■ **Your instructions**: Take the entries that follow and return exactly the lines from the one holding "every conversation pair;" through the one holding "fn lock(&self) ->", both included. Nothing else is needed.

[Available records Boundary: Start]

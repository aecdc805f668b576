use std::sync::{Arc, Mutex};

use chrono::{DateTime, Utc};
use serde::{Deserialize, Serialize};

use crate::directive::Directive;
use crate::identity::ConversationKey;
use crate::storage::{KEY_MESSAGES, KeyValueStore};

#[derive(Debug, Clone, Copy, PartialEq, Eq, Serialize, Deserialize)]
#[serde(rename_all = "snake_case")]
pub enum Sender {
    Local,
    Remote,
}

/// One chat entry. Immutable once created.
#[derive(Debug, Clone, PartialEq, Eq, Serialize, Deserialize)]
pub struct ChatMessage {
    pub sender: Sender,
    pub conversation_key: ConversationKey,
    pub timestamp: DateTime<Utc>,
    pub text: String,
}

impl ChatMessage {
    pub fn new(sender: Sender, conversation_key: ConversationKey, text: impl Into<String>) -> Self {
        Self {
            sender,
            conversation_key,
            timestamp: Utc::now(),
            text: text.into(),
        }
    }
}

#[derive(Debug, Default)]
struct Incognito {
    active: bool,
    /// Lives for the process only; never written to the durable store.
    messages: Vec<ChatMessage>,
}

/// Durable per-device chat log plus the volatile incognito overlay.
///
/// The durable log is one flat sequence shared by every conversation pair;
/// reads filter by conversation key, writes never do.
pub struct MessageStore {
    store: Arc<dyn KeyValueStore>,
    incognito: Mutex<Incognito>,
}

impl MessageStore {
    pub fn new(store: Arc<dyn KeyValueStore>) -> Self {
        Self {
            store,
            incognito: Mutex::new(Incognito::default()),
        }
    }

    fn lock(&self) -> std::sync::MutexGuard<'_, Incognito> {
        self.incognito.lock().unwrap_or_else(|e| e.into_inner())
    }

    pub fn is_incognito(&self) -> bool {
        self.lock().active
    }

    /// Switch incognito mode. Returns `true` if the flag changed.
    pub fn set_incognito(&self, active: bool) -> bool {
        let mut incognito = self.lock();
        let changed = incognito.active != active;
        incognito.active = active;
        changed
    }

    /// Append a chat message to the overlay or to the durable log.
    ///
    /// Returns `false` when the body is a reserved token and was dropped.
    pub fn record(&self, message: ChatMessage) -> bool {
        if !Directive::parse(&message.text).is_chat() {
            tracing::warn!("refusing to record reserved token as chat");
            return false;
        }

        // Held through the durable read-modify-write as well.
        let mut incognito = self.lock();
        if incognito.active {
            incognito.messages.push(message);
            return true;
        }

        let mut log = self.durable_log();
        log.push(message);
        match serde_json::to_string(&log) {
            Ok(json) => self.store.set(KEY_MESSAGES, &json),
            Err(e) => tracing::warn!("failed to serialize message log: {e}"),
        }
        drop(incognito);
        true
    }

    /// Messages of the conversation `key`, in record order.
    pub fn list(&self, key: &ConversationKey) -> Vec<ChatMessage> {
        {
            let incognito = self.lock();
            if incognito.active {
                return incognito
                    .messages
                    .iter()
                    .filter(|m| &m.conversation_key == key)
                    .cloned()
                    .collect();
            }
        }

        self.durable_log()
            .into_iter()
            .filter(|m| &m.conversation_key == key)
            .collect()
    }

    /// The full durable log across all pairs. Unparsable content reads as empty.
    pub fn durable_log(&self) -> Vec<ChatMessage> {
        let Some(raw) = self.store.get(KEY_MESSAGES) else {
            return Vec::new();
        };
        serde_json::from_str(&raw).unwrap_or_else(|e| {
            tracing::warn!("message log is unreadable, treating as empty: {e}");
            Vec::new()
        })
    }
}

[Available records Boundary: End]

■ **Task solution**:
/// The durable log is one flat sequence shared by every conversation pair;
/// reads filter by conversation key, writes never do.
pub struct MessageStore {
    store: Arc<dyn KeyValueStore>,
    incognito: Mutex<Incognito>,
}

impl MessageStore {
    pub fn new(store: Arc<dyn KeyValueStore>) -> Self {
        Self {
            store,
            incognito: Mutex::new(Incognito::default()),
        }
    }

    fn lock(&self) -> std::sync::MutexGuard<'_, Incognito> {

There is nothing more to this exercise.